**Records for the task**
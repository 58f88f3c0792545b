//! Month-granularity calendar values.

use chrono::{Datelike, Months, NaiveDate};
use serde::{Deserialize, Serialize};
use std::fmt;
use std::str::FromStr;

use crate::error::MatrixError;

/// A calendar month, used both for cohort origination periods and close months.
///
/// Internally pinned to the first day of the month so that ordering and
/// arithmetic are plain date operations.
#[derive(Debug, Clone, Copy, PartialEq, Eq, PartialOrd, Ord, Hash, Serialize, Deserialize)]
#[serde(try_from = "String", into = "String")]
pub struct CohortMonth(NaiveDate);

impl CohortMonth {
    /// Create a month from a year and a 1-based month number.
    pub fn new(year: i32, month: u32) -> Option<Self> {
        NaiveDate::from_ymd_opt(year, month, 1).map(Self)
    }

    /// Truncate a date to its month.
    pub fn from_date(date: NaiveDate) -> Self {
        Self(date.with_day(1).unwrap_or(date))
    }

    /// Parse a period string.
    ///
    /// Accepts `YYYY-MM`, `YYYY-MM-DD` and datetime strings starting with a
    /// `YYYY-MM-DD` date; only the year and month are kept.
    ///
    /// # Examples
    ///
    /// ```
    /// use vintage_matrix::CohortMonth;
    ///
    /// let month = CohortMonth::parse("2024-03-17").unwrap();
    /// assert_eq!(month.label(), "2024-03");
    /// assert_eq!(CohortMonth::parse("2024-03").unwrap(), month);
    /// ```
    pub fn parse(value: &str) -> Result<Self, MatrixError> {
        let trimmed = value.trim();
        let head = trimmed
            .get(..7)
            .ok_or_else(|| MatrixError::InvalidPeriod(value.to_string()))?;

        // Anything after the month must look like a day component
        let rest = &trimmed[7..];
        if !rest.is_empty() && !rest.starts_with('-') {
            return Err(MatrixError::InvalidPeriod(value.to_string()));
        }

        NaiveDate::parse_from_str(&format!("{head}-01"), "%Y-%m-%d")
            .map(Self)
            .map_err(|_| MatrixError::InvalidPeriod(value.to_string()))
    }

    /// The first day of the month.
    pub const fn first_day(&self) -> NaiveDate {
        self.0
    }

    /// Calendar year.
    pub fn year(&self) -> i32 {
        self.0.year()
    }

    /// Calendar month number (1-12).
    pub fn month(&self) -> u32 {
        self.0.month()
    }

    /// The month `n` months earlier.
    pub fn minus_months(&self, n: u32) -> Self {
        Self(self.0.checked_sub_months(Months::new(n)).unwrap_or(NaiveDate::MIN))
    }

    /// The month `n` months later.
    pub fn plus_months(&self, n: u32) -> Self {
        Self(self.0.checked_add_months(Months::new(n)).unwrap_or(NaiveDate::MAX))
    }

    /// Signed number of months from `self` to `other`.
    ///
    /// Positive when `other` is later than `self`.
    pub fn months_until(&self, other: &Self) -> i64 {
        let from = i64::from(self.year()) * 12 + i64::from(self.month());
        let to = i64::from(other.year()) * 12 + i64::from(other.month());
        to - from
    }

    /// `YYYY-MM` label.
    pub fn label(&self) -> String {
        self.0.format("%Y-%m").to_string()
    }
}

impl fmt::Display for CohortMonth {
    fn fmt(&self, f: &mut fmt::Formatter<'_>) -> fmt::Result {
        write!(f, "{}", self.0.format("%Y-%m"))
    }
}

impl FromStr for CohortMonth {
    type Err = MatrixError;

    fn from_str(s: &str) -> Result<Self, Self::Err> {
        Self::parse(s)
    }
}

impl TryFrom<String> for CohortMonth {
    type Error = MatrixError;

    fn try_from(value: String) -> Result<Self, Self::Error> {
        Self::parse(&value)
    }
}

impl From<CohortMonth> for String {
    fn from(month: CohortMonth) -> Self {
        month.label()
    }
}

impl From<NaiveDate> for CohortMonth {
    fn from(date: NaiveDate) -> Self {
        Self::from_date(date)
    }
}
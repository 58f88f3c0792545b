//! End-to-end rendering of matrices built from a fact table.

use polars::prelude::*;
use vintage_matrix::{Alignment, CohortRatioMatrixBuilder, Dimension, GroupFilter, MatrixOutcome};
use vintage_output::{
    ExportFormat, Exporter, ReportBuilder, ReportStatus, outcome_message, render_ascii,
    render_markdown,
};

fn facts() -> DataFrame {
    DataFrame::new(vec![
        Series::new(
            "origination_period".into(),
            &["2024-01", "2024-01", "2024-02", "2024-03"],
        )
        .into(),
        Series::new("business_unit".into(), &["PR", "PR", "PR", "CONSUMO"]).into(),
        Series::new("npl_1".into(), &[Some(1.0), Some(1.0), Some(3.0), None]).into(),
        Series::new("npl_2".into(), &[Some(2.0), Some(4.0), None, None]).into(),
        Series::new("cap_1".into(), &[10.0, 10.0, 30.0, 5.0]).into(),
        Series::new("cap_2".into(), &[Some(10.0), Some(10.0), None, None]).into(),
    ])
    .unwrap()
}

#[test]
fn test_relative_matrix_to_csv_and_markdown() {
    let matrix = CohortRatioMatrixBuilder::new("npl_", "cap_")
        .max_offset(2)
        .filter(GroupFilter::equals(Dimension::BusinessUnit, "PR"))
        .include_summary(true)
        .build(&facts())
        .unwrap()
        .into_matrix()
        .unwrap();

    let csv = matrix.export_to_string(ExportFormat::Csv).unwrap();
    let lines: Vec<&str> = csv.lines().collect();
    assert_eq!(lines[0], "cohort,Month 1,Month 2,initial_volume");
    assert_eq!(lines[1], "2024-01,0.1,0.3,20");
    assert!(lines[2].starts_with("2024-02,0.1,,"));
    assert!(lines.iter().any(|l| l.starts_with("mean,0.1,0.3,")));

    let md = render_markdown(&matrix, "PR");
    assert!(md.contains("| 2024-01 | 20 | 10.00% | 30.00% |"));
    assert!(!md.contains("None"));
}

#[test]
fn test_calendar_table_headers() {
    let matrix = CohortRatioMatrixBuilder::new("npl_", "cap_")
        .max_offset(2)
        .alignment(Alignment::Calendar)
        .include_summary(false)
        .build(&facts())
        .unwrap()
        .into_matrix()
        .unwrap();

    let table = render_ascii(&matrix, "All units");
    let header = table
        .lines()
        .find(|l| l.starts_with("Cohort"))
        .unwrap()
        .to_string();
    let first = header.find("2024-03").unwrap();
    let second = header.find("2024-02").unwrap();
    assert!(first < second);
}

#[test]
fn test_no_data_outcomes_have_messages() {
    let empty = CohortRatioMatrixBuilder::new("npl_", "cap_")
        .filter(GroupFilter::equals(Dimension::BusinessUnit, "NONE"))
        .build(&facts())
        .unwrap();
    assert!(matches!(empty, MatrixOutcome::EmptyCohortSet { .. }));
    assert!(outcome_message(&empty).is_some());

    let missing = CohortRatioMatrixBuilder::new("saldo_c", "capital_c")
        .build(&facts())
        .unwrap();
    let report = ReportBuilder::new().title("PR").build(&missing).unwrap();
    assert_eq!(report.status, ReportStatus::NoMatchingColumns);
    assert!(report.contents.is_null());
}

**Exercise directions**
Transcribe every entry in the listing, word for word.

**Task response**
repository 58f88f3c0792545b
//! Month-granularity calendar values.

use chrono::{Datelike, Months, NaiveDate};
use serde::{Deserialize, Serialize};
use std::fmt;
use std::str::FromStr;

use crate::error::MatrixError;

/// A calendar month, used both for cohort origination periods and close months.
///
/// Internally pinned to the first day of the month so that ordering and
/// arithmetic are plain date operations.
#[derive(Debug, Clone, Copy, PartialEq, Eq, PartialOrd, Ord, Hash, Serialize, Deserialize)]
#[serde(try_from = "String", into = "String")]
pub struct CohortMonth(NaiveDate);

impl CohortMonth {
    /// Create a month from a year and a 1-based month number.
    pub fn new(year: i32, month: u32) -> Option<Self> {
        NaiveDate::from_ymd_opt(year, month, 1).map(Self)
    }

    /// Truncate a date to its month.
    pub fn from_date(date: NaiveDate) -> Self {
        Self(date.with_day(1).unwrap_or(date))
    }

    /// Parse a period string.
    ///
    /// Accepts `YYYY-MM`, `YYYY-MM-DD` and datetime strings starting with a
    /// `YYYY-MM-DD` date; only the year and month are kept.
    ///
    /// # Examples
    ///
    /// ```
    /// use vintage_matrix::CohortMonth;
    ///
    /// let month = CohortMonth::parse("2024-03-17").unwrap();
    /// assert_eq!(month.label(), "2024-03");
    /// assert_eq!(CohortMonth::parse("2024-03").unwrap(), month);
    /// ```
    pub fn parse(value: &str) -> Result<Self, MatrixError> {
        let trimmed = value.trim();
        let head = trimmed
            .get(..7)
            .ok_or_else(|| MatrixError::InvalidPeriod(value.to_string()))?;

        // Anything after the month must look like a day component
        let rest = &trimmed[7..];
        if !rest.is_empty() && !rest.starts_with('-') {
            return Err(MatrixError::InvalidPeriod(value.to_string()));
        }

        NaiveDate::parse_from_str(&format!("{head}-01"), "%Y-%m-%d")
            .map(Self)
            .map_err(|_| MatrixError::InvalidPeriod(value.to_string()))
    }

    /// The first day of the month.
    pub const fn first_day(&self) -> NaiveDate {
        self.0
    }

    /// Calendar year.
    pub fn year(&self) -> i32 {
        self.0.year()
    }

    /// Calendar month number (1-12).
    pub fn month(&self) -> u32 {
        self.0.month()
    }

    /// The month `n` months earlier.
    pub fn minus_months(&self, n: u32) -> Self {
        Self(self.0.checked_sub_months(Months::new(n)).unwrap_or(NaiveDate::MIN))
    }

    /// The month `n` months later.
    pub fn plus_months(&self, n: u32) -> Self {
        Self(self.0.checked_add_months(Months::new(n)).unwrap_or(NaiveDate::MAX))
    }

    /// Signed number of months from `self` to `other`.
    ///
    /// Positive when `other` is later than `self`.
    pub fn months_until(&self, other: &Self) -> i64 {
        let from = i64::from(self.year()) * 12 + i64::from(self.month());
        let to = i64::from(other.year()) * 12 + i64::from(other.month());
        to - from
    }

    /// `YYYY-MM` label.
    pub fn label(&self) -> String {
        self.0.format("%Y-%m").to_string()
    }
}

impl fmt::Display for CohortMonth {
    fn fmt(&self, f: &mut fmt::Formatter<'_>) -> fmt::Result {
        write!(f, "{}", self.0.format("%Y-%m"))
    }
}

impl FromStr for CohortMonth {
    type Err = MatrixError;

    fn from_str(s: &str) -> Result<Self, Self::Err> {
        Self::parse(s)
    }
}

impl TryFrom<String> for CohortMonth {
    type Error = MatrixError;

    fn try_from(value: String) -> Result<Self, Self::Error> {
        Self::parse(&value)
    }
}

impl From<CohortMonth> for String {
    fn from(month: CohortMonth) -> Self {
        month.label()
    }
}

impl From<NaiveDate> for CohortMonth {
    fn from(date: NaiveDate) -> Self {
        Self::from_date(date)
    }
}
repository 58f88f3c0792545b
//! End-to-end rendering of matrices built from a fact table.

use polars::prelude::*;
use vintage_matrix::{Alignment, CohortRatioMatrixBuilder, Dimension, GroupFilter, MatrixOutcome};
use vintage_output::{
    ExportFormat, Exporter, ReportBuilder, ReportStatus, outcome_message, render_ascii,
    render_markdown,
};

fn facts() -> DataFrame {
    DataFrame::new(vec![
        Series::new(
            "origination_period".into(),
            &["2024-01", "2024-01", "2024-02", "2024-03"],
        )
        .into(),
        Series::new("business_unit".into(), &["PR", "PR", "PR", "CONSUMO"]).into(),
        Series::new("npl_1".into(), &[Some(1.0), Some(1.0), Some(3.0), None]).into(),
        Series::new("npl_2".into(), &[Some(2.0), Some(4.0), None, None]).into(),
        Series::new("cap_1".into(), &[10.0, 10.0, 30.0, 5.0]).into(),
        Series::new("cap_2".into(), &[Some(10.0), Some(10.0), None, None]).into(),
    ])
    .unwrap()
}

#[test]
fn test_relative_matrix_to_csv_and_markdown() {
    let matrix = CohortRatioMatrixBuilder::new("npl_", "cap_")
        .max_offset(2)
        .filter(GroupFilter::equals(Dimension::BusinessUnit, "PR"))
        .include_summary(true)
        .build(&facts())
        .unwrap()
        .into_matrix()
        .unwrap();

    let csv = matrix.export_to_string(ExportFormat::Csv).unwrap();
    let lines: Vec<&str> = csv.lines().collect();
    assert_eq!(lines[0], "cohort,Month 1,Month 2,initial_volume");
    assert_eq!(lines[1], "2024-01,0.1,0.3,20");
    assert!(lines[2].starts_with("2024-02,0.1,,"));
    assert!(lines.iter().any(|l| l.starts_with("mean,0.1,0.3,")));

    let md = render_markdown(&matrix, "PR");
    assert!(md.contains("| 2024-01 | 20 | 10.00% | 30.00% |"));
    assert!(!md.contains("None"));
}

#[test]
fn test_calendar_table_headers() {
    let matrix = CohortRatioMatrixBuilder::new("npl_", "cap_")
        .max_offset(2)
        .alignment(Alignment::Calendar)
        .include_summary(false)
        .build(&facts())
        .unwrap()
        .into_matrix()
        .unwrap();

    let table = render_ascii(&matrix, "All units");
    let header = table
        .lines()
        .find(|l| l.starts_with("Cohort"))
        .unwrap()
        .to_string();
    let first = header.find("2024-03").unwrap();
    let second = header.find("2024-02").unwrap();
    assert!(first < second);
}

#[test]
fn test_no_data_outcomes_have_messages() {
    let empty = CohortRatioMatrixBuilder::new("npl_", "cap_")
        .filter(GroupFilter::equals(Dimension::BusinessUnit, "NONE"))
        .build(&facts())
        .unwrap();
    assert!(matches!(empty, MatrixOutcome::EmptyCohortSet { .. }));
    assert!(outcome_message(&empty).is_some());

    let missing = CohortRatioMatrixBuilder::new("saldo_c", "capital_c")
        .build(&facts())
        .unwrap();
    let report = ReportBuilder::new().title("PR").build(&missing).unwrap();
    assert_eq!(report.status, ReportStatus::NoMatchingColumns);
    assert!(report.contents.is_null());
}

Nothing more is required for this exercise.